[Saved data entries]
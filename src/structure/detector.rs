//! Problem-shape detection.
//!
//! Scores the lowercased query against a fixed regex table per shape. The
//! shape with the most matching patterns wins; ties keep the earlier row.

use crate::patterns::{any_match, Pattern};
use crate::routing::Domain;
use serde::{Deserialize, Serialize};
use std::fmt;
use tracing::debug;

/// Recognised problem shapes.
#[derive(Debug, Clone, Copy, PartialEq, Eq, Hash, Serialize, Deserialize)]
#[serde(rename_all = "snake_case")]
pub enum StructureKind {
    /// Integer equations.
    Diophantine,
    /// Inequalities and bounds.
    Inequality,
    /// Spectral and matrix problems.
    Eigenvalue,
    /// Self-reference and contradiction.
    Paradox,
    /// Sacrificial moral dilemmas.
    Trolley,
    /// Time loops and retro-causation.
    CausalLoop,
    /// Personal identity and copies.
    Identity,
    /// Nothing matched.
    General,
}

impl StructureKind {
    /// Stable snake_case name.
    pub fn as_str(&self) -> &'static str {
        match self {
            StructureKind::Diophantine => "diophantine",
            StructureKind::Inequality => "inequality",
            StructureKind::Eigenvalue => "eigenvalue",
            StructureKind::Paradox => "paradox",
            StructureKind::Trolley => "trolley",
            StructureKind::CausalLoop => "causal_loop",
            StructureKind::Identity => "identity",
            StructureKind::General => "general",
        }
    }
}

impl fmt::Display for StructureKind {
    fn fmt(&self, f: &mut fmt::Formatter<'_>) -> fmt::Result {
        f.write_str(self.as_str())
    }
}

/// Detected shape plus the textual markers that shape downstream stages.
#[derive(Debug, Clone, Copy, PartialEq, Serialize, Deserialize)]
pub struct ProblemStructure {
    /// Winning shape.
    pub kind: StructureKind,
    /// Symmetry markers present.
    pub has_symmetry: bool,
    /// Constraint markers present.
    pub has_constraints: bool,
    /// Proof markers present.
    pub requires_proof: bool,
    /// Counterfactual markers present.
    pub requires_counterfactual: bool,
    /// `min(matches / 3, 1)`, or the 0.3 floor for [`StructureKind::General`].
    pub pattern_confidence: f64,
}

// ── Pattern tables ───────────────────────────────────────────────────────

static DIOPHANTINE: [Pattern; 3] = [
    Pattern::new(r"x\^?\d+.*=.*\d+"),
    Pattern::new(r"integer solutions?"),
    Pattern::new(r"x⁴|y⁴|z²"),
];
static INEQUALITY: [Pattern; 4] = [
    Pattern::new(r"≥|≤|>=|<="),
    Pattern::new(r"prove that.*≥"),
    Pattern::new(r"tr\("),
    Pattern::new(r"λ"),
];
static EIGENVALUE: [Pattern; 4] = [
    Pattern::new(r"eigenvalue"),
    Pattern::new(r"λ.*max"),
    Pattern::new(r"matrix"),
    Pattern::new(r"tr\("),
];
static PARADOX: [Pattern; 4] = [
    Pattern::new(r"paradox"),
    Pattern::new(r"contradict"),
    Pattern::new(r"impossible"),
    Pattern::new(r"self.*referenc"),
];
static TROLLEY: [Pattern; 4] = [
    Pattern::new(r"trolley"),
    Pattern::new(r"save.*person"),
    Pattern::new(r"moral.*worth"),
    Pattern::new(r"utilitarian"),
];
static CAUSAL_LOOP: [Pattern; 4] = [
    Pattern::new(r"cause.*never"),
    Pattern::new(r"message.*past"),
    Pattern::new(r"timeline"),
    Pattern::new(r"bootstrap"),
];
static IDENTITY: [Pattern; 4] = [
    Pattern::new(r"identity"),
    Pattern::new(r"original"),
    Pattern::new(r"copy"),
    Pattern::new(r"consciousness"),
];

static SYMMETRY_MARKERS: [Pattern; 4] = [
    Pattern::new(r"symmetric"),
    Pattern::new(r"a = b = c"),
    Pattern::new(r"invariant"),
    Pattern::new(r"permutation"),
];
static CONSTRAINT_MARKERS: [Pattern; 4] = [
    Pattern::new(r"constraint"),
    Pattern::new(r"satisf"),
    Pattern::new(r"subject to"),
    Pattern::new(r"given that"),
];
static PROOF_MARKERS: [Pattern; 4] = [
    Pattern::new(r"prove"),
    Pattern::new(r"show that"),
    Pattern::new(r"demonstrate"),
    Pattern::new(r"justify"),
];
static COUNTERFACTUAL_MARKERS: [Pattern; 4] = [
    Pattern::new(r"if.*would"),
    Pattern::new(r"suppose"),
    Pattern::new(r"what if"),
    Pattern::new(r"had.*not"),
];

fn shape_table() -> [(StructureKind, &'static [Pattern]); 7] {
    [
        (StructureKind::Diophantine, &DIOPHANTINE),
        (StructureKind::Inequality, &INEQUALITY),
        (StructureKind::Eigenvalue, &EIGENVALUE),
        (StructureKind::Paradox, &PARADOX),
        (StructureKind::Trolley, &TROLLEY),
        (StructureKind::CausalLoop, &CAUSAL_LOOP),
        (StructureKind::Identity, &IDENTITY),
    ]
}

/// Detect the problem shape of a query.
///
/// `domain` is the classifier's domain; detection itself is purely textual.
///
/// # Panics
///
/// This function never panics.
pub fn detect_structure(query: &str, domain: Domain) -> ProblemStructure {
    let norm = query.to_lowercase();
    let mut kind = StructureKind::General;
    let mut max_score = 0usize;

    for (candidate, patterns) in shape_table() {
        let score = patterns.iter().filter(|p| p.is_match(&norm)).count();
        if score > max_score {
            max_score = score;
            kind = candidate;
        }
    }

    let structure = ProblemStructure {
        kind,
        has_symmetry: any_match(&SYMMETRY_MARKERS, &norm),
        has_constraints: any_match(&CONSTRAINT_MARKERS, &norm),
        requires_proof: any_match(&PROOF_MARKERS, &norm),
        requires_counterfactual: any_match(&COUNTERFACTUAL_MARKERS, &norm),
        pattern_confidence: if max_score > 0 {
            (max_score as f64 / 3.0).min(1.0)
        } else {
            0.3
        },
    };

    debug!(
        domain = %domain,
        structure = %structure.kind,
        matches = max_score,
        "structure detected"
    );
    structure
}

#[cfg(test)]
mod tests {
    use super::*;

    #[test]
    fn test_general_when_nothing_matches() {
        let s = detect_structure("Is Socrates mortal?", Domain::Logic);
        assert_eq!(s.kind, StructureKind::General);
        assert!((s.pattern_confidence - 0.3).abs() < 1e-12);
    }

    #[test]
    fn test_symmetric_inequality() {
        let s = detect_structure(
            "Prove that for positive a, b, c the symmetric sum a + b + c >= 3",
            Domain::Math,
        );
        assert_eq!(s.kind, StructureKind::Inequality);
        assert!(s.has_symmetry);
        assert!(s.requires_proof);
    }

    #[test]
    fn test_diophantine() {
        let s = detect_structure("Find all integer solutions of x^4 + y^4 = 2z^2", Domain::Math);
        assert_eq!(s.kind, StructureKind::Diophantine);
        assert!((s.pattern_confidence - 2.0 / 3.0).abs() < 1e-12);
    }

    #[test]
    fn test_eigenvalue_beats_inequality_on_matrix_wording() {
        let s = detect_structure(
            "For a symmetric matrix A bound the largest eigenvalue using tr(A^2)",
            Domain::Math,
        );
        assert_eq!(s.kind, StructureKind::Eigenvalue);
    }

    #[test]
    fn test_trolley() {
        let s = detect_structure(
            "In the trolley problem, should you pull the lever to save the person?",
            Domain::Ethics,
        );
        assert_eq!(s.kind, StructureKind::Trolley);
    }

    #[test]
    fn test_counterfactual_and_constraint_markers() {
        let s = detect_structure(
            "Suppose the message reached the past, given that nothing changes",
            Domain::Causal,
        );
        assert_eq!(s.kind, StructureKind::CausalLoop);
        assert!(s.requires_counterfactual);
        assert!(s.has_constraints);
    }

    #[test]
    fn test_tie_keeps_table_order() {
        // "tr(" is in both the inequality and eigenvalue tables
        let s = detect_structure("compute tr(a)", Domain::Math);
        assert_eq!(s.kind, StructureKind::Inequality);
    }

    #[test]
    fn test_confidence_caps_at_one() {
        let s = detect_structure(
            "paradox: a self-referencing statement that is impossible and contradicts itself",
            Domain::Logic,
        );
        assert_eq!(s.kind, StructureKind::Paradox);
        assert_eq!(s.pattern_confidence, 1.0);
    }
}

• Activity: Search the entries above for the word "ProblemStructure", and copy every line where it occurs.

• Exercise response:
pub struct ProblemStructure {
pub fn detect_structure(query: &str, domain: Domain) -> ProblemStructure {
    let structure = ProblemStructure {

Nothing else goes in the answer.